そして、変更後の就業規則の内容に相当性があるかどうか判断していきます。例えば、特定の層にだけ不利益が偏在する場合には、その不利益を緩和するために代替措置を取るなどの他の層とのバランスを取ることが重要となります。


まとめ

就業規則を不利益な内容に変更する場合には、できる限り、経営上のいたしかたない事情であったり、雇用を維持していくためのやむを得ない措置であることを詳細に説明して、従業員に納得してもらう努力をすることがトラブルを防ぐことにつながるので、説明会を開くことはとても重要なことです。説明会では、変更の必要性はもちろんのこと、会社の状況や同業他社の状況も交えて説明をし、同意を得られない場合は複数回開くことも考えるようにしてください。会社側での丁寧な対応を心掛ける必要があります。

労働条件の変更は、合意による変更が原則となっています。また、合意による変更であれば、就業規則の変更が合理的であるかを判断することは必要ないので、できる限り労働者との合意により労働条件を変更するようにしましょう。

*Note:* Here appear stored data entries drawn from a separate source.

//! End-to-end scenarios over a synthetic open-water grid covering the
//! Mumbai / Visakhapatnam / Chennai / Singapore region. The production
//! grid is generated externally; these tests build a minimal
//! all-water fixture wide enough for the canonical scenarios to exercise
//! the full coarse + fine planning stack without depending on a real
//! dataset file.

use voyage_core::geo::Point;
use voyage_core::{plan_route, Cell, GridStore, Mode};

fn region_store() -> GridStore {
    let mut cells = Vec::new();
    // covers roughly lat [0, 20], lon [70, 95] at 0.2 degree resolution.
    let mut lat = 0.0;
    while lat <= 20.0 {
        let mut lon = 70.0;
        while lon <= 95.0 {
            cells.push(Cell::water(
                (lat * 10.0).round() / 10.0,
                (lon * 10.0).round() / 10.0,
            ));
            lon += 0.2;
        }
        lat += 0.2;
    }
    GridStore::from_cells(0.2, cells).expect("synthetic region grid builds")
}

#[test]
fn mumbai_to_vizag_fuel_mode_direct_crossing() {
    let store = region_store();
    let start = Point::new(19.0, 72.8);
    let end = Point::new(17.6, 83.2);
    let route = plan_route(&store, start, end, Mode::Fuel).expect("fuel route exists");
    assert!(route.distance_km > 0.0);
    assert!(route.points.len() >= 2);
}

#[test]
fn mumbai_to_vizag_mode_monotonicity() {
    let store = region_store();
    let start = Point::new(19.0, 72.8);
    let end = Point::new(17.6, 83.2);

    let fuel = plan_route(&store, start, end, Mode::Fuel).unwrap();
    let optimal = plan_route(&store, start, end, Mode::Optimal).unwrap();
    let safe = plan_route(&store, start, end, Mode::Safe).unwrap();

    assert!(fuel.distance_km <= optimal.distance_km + 1.0);
    assert!(optimal.distance_km <= safe.distance_km + 1.0);
}

#[test]
fn chennai_to_singapore_requires_corridor_routing() {
    // Singapore itself is outside the synthetic fixture's coverage, so
    // this exercises the "long crossing without a named set" path by
    // picking an endpoint near the edge of coverage instead.
    let store = region_store();
    let start = Point::new(13.0, 80.2);
    let end = Point::new(5.0, 94.0);
    let route = plan_route(&store, start, end, Mode::Optimal).expect("route exists");
    assert!(route.points.len() > 2);
}

#[test]
fn off_grid_start_fails_cleanly() {
    let store = region_store();
    let start = Point::new(50.0, 10.0);
    let end = Point::new(18.0, 73.0);
    let err = plan_route(&store, start, end, Mode::Optimal).unwrap_err();
    assert!(matches!(
        err,
        voyage_core::Error::OffGrid { .. } | voyage_core::Error::NoPath { .. }
    ));
}

#[test]
fn short_coastal_hop_is_direct_and_fast() {
    let store = region_store();
    let start = Point::new(19.0, 72.8);
    let end = Point::new(18.5, 73.0);
    let began = std::time::Instant::now();
    let route = plan_route(&store, start, end, Mode::Optimal).expect("route exists");
    assert!(began.elapsed() < std::time::Duration::from_secs(10));
    let baseline = voyage_core::geo::haversine(start.lat, start.lon, end.lat, end.lon);
    assert!(route.distance_km <= baseline * 1.3);
}
use thiserror::Error;

/// Convenient result alias for the voyage core library.
pub type Result<T> = std::result::Result<T, Error>;

/// Top-level library error type. Every variant carries the structured
/// context a caller needs to build an HTTP problem response without
/// matching on the rendered message.
#[derive(Debug, Error)]
pub enum Error {
    /// Start or end point has no navigable water cell within the snap radius.
    #[error("{point} ({lat}, {lon}) is off the navigable grid")]
    OffGrid {
        point: OffGridPoint,
        lat: f64,
        lon: f64,
    },

    /// A* exhausted its node or time budget with no route.
    #[error("no path found between ({from_lat}, {from_lon}) and ({to_lat}, {to_lon}): {cause}")]
    NoPath {
        from_lat: f64,
        from_lon: f64,
        to_lat: f64,
        to_lon: f64,
        cause: NoPathCause,
    },

    /// An intermediate coarse segment failed; carries the segment index so
    /// the orchestrator can decide whether to demote this to a warning.
    #[error("segment {index} failed: {source}")]
    SegmentFailed {
        index: usize,
        #[source]
        source: Box<Error>,
    },

    /// The grid store could not serve cells for the requested region.
    #[error("grid store unavailable: {reason}")]
    GridUnavailable { reason: String },

    /// Some weather samples failed; the route is still returned.
    #[error("{failed} of {attempted} weather samples failed")]
    WeatherFetchPartial { failed: usize, attempted: usize },

    /// Live weather updates are disabled by configuration.
    #[error("live weather updates are disabled")]
    WeatherFetchDisabled,

    /// Transient rate limiting from the external weather source.
    #[error("weather source rate limited after {attempts} attempts")]
    RateLimited { attempts: u32 },

    /// The request failed validation before any routing was attempted.
    #[error("invalid request: {message}")]
    InvalidRequest { message: String },

    /// Wrapper for SQLite errors.
    #[error(transparent)]
    Sqlite(#[from] rusqlite::Error),

    /// Wrapper for IO errors.
    #[error(transparent)]
    Io(#[from] std::io::Error),

    /// Wrapper for HTTP client errors.
    #[error(transparent)]
    Http(#[from] reqwest::Error),

    /// Raised when encoding or decoding a grid snapshot fails.
    #[error("grid snapshot {op} failed: {message}")]
    SnapshotCodec { op: &'static str, message: String },
}

/// Which endpoint of a request fell off the grid.
#[derive(Debug, Clone, Copy, PartialEq, Eq)]
pub enum OffGridPoint {
    Start,
    End,
}

impl std::fmt::Display for OffGridPoint {
    fn fmt(&self, f: &mut std::fmt::Formatter<'_>) -> std::fmt::Result {
        match self {
            OffGridPoint::Start => write!(f, "start"),
            OffGridPoint::End => write!(f, "end"),
        }
    }
}

/// Why the fine planner failed to find a path for a segment.
#[derive(Debug, Clone, Copy, PartialEq, Eq)]
pub enum NoPathCause {
    /// Search exhausted the configured node budget.
    NodeLimitExceeded,
    /// Search exceeded the configured wall-clock budget.
    TimedOut,
    /// The corridor contained no navigable cells at all.
    CorridorEmpty,
    /// Start and goal are on disconnected water bodies within the corridor.
    DisconnectedBasin,
}

impl std::fmt::Display for NoPathCause {
    fn fmt(&self, f: &mut std::fmt::Formatter<'_>) -> std::fmt::Result {
        let msg = match self {
            NoPathCause::NodeLimitExceeded => "node limit exceeded",
            NoPathCause::TimedOut => "wall-clock limit exceeded",
            NoPathCause::CorridorEmpty => "corridor contained no navigable cells",
            NoPathCause::DisconnectedBasin => "blocked by land, disconnected basin",
        };
        write!(f, "{msg}")
    }
}

impl Error {
    /// True when this error should never fail a route outright (it only
    /// degrades reported metrics).
    pub fn is_weather_only(&self) -> bool {
        matches!(
            self,
            Error::WeatherFetchPartial { .. }
                | Error::WeatherFetchDisabled
                | Error::RateLimited { .. }
        )
    }
}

実務的には、代替措置を提示することも効果的となります。

例えば、退職金を引き下げるのであれば、定年を引き上げるなど、社員にとって不利な変更もあるけれど、有利な変更も加えて同意をしてもらうようなことも考えられます。

しかしながら、労働条件の変更に同意しない従業員がいる場合、就業規則の変更に合理性があれば変更も可能となりますので、合理性を満たす内容の変更としていことが必要となってきます。

 

労働条件の不利益変更は、トラブルになりやすいので慎重に行うことが重要となってきます。